Your goal: Your task is to count the lines of the records that contain "server". Answer with the number and nothing else.

Extracted records:

"""

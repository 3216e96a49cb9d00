//! The page context: owns the inference engine and answers `ANALYZE`.

use crate::config::ModelConfig;
use crate::error::{DetectorError, Result};
use crate::models::classify_types::Logits;
use crate::models::image_types::TensorPayload;
use crate::models::message_types::Analyze;
use crate::services::bridge::{self, Channel};
use crate::services::classifier::model_manager::{EngineState, InferenceEngine, ModelManager, OnnxEngine};
use crate::services::classifier::preprocess::from_payload;
use std::time::Duration;
use tokio::sync::watch;
use tokio::task::JoinHandle;
use uuid::Uuid;

pub struct PageContext {
    analyze: Channel<Analyze, Logits>,
    engine_state: watch::Receiver<EngineState>,
    tasks: Vec<JoinHandle<()>>,
}

impl PageContext {
    /// Starts the context and begins loading the engine in the background.
    /// Requests that arrive while loading wait for it to finish.
    pub fn spawn<F>(loader: F, timeout: Option<Duration>) -> Self
    where
        F: FnOnce() -> Result<Box<dyn InferenceEngine>> + Send + 'static,
    {
        let models = ModelManager::new();
        let engine_state = models.subscribe();
        models.begin_load();

        let loading = models.clone();
        let load_task = tokio::spawn(async move {
            // Outcome is published through the engine state.
            let _ = loading.load_with(loader).await;
        });

        let (analyze, server) = bridge::open("ANALYZE", timeout, move |req: Analyze| {
            let models = models.clone();
            async move {
                let tensor = from_payload(req.tensor_payload)?;
                let logits = models.infer(tensor).await?;
                if logits.iter().any(|v| !v.is_finite()) {
                    return Err(DetectorError::inference(format!("Model produced non-finite logits: {:?}", logits)));
                }
                Ok::<_, DetectorError>(Logits { logits })
            }
        });

        Self {
            analyze,
            engine_state,
            tasks: vec![load_task, server],
        }
    }

    pub fn spawn_onnx(config: ModelConfig, timeout: Option<Duration>) -> Self {
        Self::spawn(
            move || {
                tracing::info!(model = %config.path.display(), "loading ONNX model");
                let engine = OnnxEngine::load(&config)?;
                Ok(Box::new(engine) as Box<dyn InferenceEngine>)
            },
            timeout,
        )
    }

    /// Posts `ANALYZE` under the analysis request's own id.
    pub async fn analyze(&self, id: Uuid, tensor_payload: TensorPayload) -> Result<Vec<f32>> {
        let reply = self.analyze.call_with_id(id, Analyze { tensor_payload }).await?;
        Ok(reply.logits)
    }

    pub fn engine_state(&self) -> EngineState {
        self.engine_state.borrow().clone()
    }

    /// Resolves once the engine is ready or has failed.
    pub async fn wait_ready(&self) -> EngineState {
        let mut rx = self.engine_state.clone();
        let settled = rx.wait_for(|s| s.is_settled()).await.map(|s| s.clone());
        settled.unwrap_or_else(|_| self.engine_state())
    }

    pub fn in_flight(&self) -> usize {
        self.analyze.in_flight()
    }

    pub fn retire_all(&self) {
        self.analyze.retire_all();
    }
}

impl Drop for PageContext {
    fn drop(&mut self) {
        for task in &self.tasks {
            task.abort();
        }
    }
}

"""

The answer: 2